- Saved entries
+--
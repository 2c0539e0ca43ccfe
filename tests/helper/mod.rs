//! Shared test utilities

pub mod lsp;
pub mod registry;

#[allow(unused_imports)]
pub use lsp::*;
#[allow(unused_imports)]
pub use registry::*;
//! Version completion inside dependency values

use std::sync::LazyLock;

use regex::Regex;
use tower_lsp::lsp_types::{
    CompletionItem, CompletionItemKind, CompletionTextEdit, Position, Range, TextEdit,
};

use crate::version::policy::{extract_version_prefix, stability_label};
use crate::version::semver::parse_version;

/// `"<name>": "<partial>` up to the cursor
static VALUE_PREFIX: LazyLock<Regex> =
    LazyLock::new(|| Regex::new(r#""([^"]+)"\s*:\s*"([^"]*)$"#).expect("valid regex"));

/// Text of the cursor's line before the cursor. `position.character` counts
/// UTF-16 code units.
pub fn line_prefix(content: &str, position: Position) -> Option<&str> {
    let line = content.lines().nth(position.line as usize)?;

    let mut units = 0;
    for (offset, ch) in line.char_indices() {
        if units >= position.character as usize {
            return Some(&line[..offset]);
        }
        units += ch.len_utf16();
    }
    Some(line)
}

/// Package name and partially typed range when the cursor sits inside a
/// dependency value string
pub fn completion_context(line_prefix: &str) -> Option<(&str, &str)> {
    let captures = VALUE_PREFIX.captures(line_prefix)?;
    let name = captures.get(1)?.as_str();
    let partial = captures.get(2)?.as_str();
    Some((name, partial))
}

/// Completion items for `candidates` (ascending), newest first.
///
/// Labels keep the operator typed so far; each item replaces the partial.
pub fn completion_items(
    partial: &str,
    candidates: &[String],
    position: Position,
) -> Vec<CompletionItem> {
    let prefix = extract_version_prefix(partial);
    let partial_units = partial.encode_utf16().count() as u32;
    let range = Range {
        start: Position {
            line: position.line,
            character: position.character.saturating_sub(partial_units),
        },
        end: position,
    };

    candidates
        .iter()
        .rev()
        .enumerate()
        .map(|(rank, version)| {
            let label = format!("{prefix}{version}");
            let detail = parse_version(version)
                .map(|v| stability_label(&v).to_string())
                .unwrap_or_default();
            CompletionItem {
                label: label.clone(),
                kind: Some(CompletionItemKind::VALUE),
                detail: Some(detail),
                sort_text: Some(format!("{rank:05}")),
                filter_text: Some(label.clone()),
                text_edit: Some(CompletionTextEdit::Edit(TextEdit {
                    range,
                    new_text: label,
                })),
                ..Default::default()
            }
        })
        .collect()
}
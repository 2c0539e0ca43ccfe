//! Version management layer for npm dependency checking
//!
//! This module fetches, caches and evaluates package version listings for the
//! ranges declared in a manifest.
//!
//! # Architecture
//!
//! ```text
//! ┌─────────────┐     ┌─────────────┐     ┌─────────────┐
//! │  Resolver   │────▶│    Cache    │     │   Policy    │
//! │ (orchestr.) │     │  (storage)  │     │(range, pre) │
//! └─────────────┘     └─────────────┘     └─────────────┘
//!        │                                       ▲
//!        ▼                                       │
//! ┌─────────────┐     ┌─────────────┐            │
//! │  Scheduler  │────▶│  Registry   │     verdict per dependency
//! │ (bounded)   │     │ (http, cli) │
//! └─────────────┘     └─────────────┘
//! ```
//!
//! # Modules
//!
//! - [`cache`]: In-memory cache over SQLite persistence
//! - [`error`]: Error types for cache and registry operations
//! - [`installed`]: Version installed on disk
//! - [`policy`]: Prerelease filtering, range checks, ignorable ranges
//! - [`range`]: npm range grammar
//! - [`registry`]: Registry trait for fetching version listings
//! - [`registries`]: Concrete registry clients and endpoint selection
//! - [`resolver`]: Dependency resolution and check fan-out
//! - [`scheduler`]: Bounded request pool
//! - [`semver`]: Shared semver utilities

pub mod cache;
pub mod error;
pub mod installed;
pub mod policy;
pub mod range;
pub mod registries;
pub mod registry;
pub mod resolver;
pub mod scheduler;
pub mod semver;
+--
In the data above, find each line where the string "inside" appears, then copy it.

- RESULT OF THE EXERCISE
//! Version completion inside dependency values
/// Package name and partially typed range when the cursor sits inside a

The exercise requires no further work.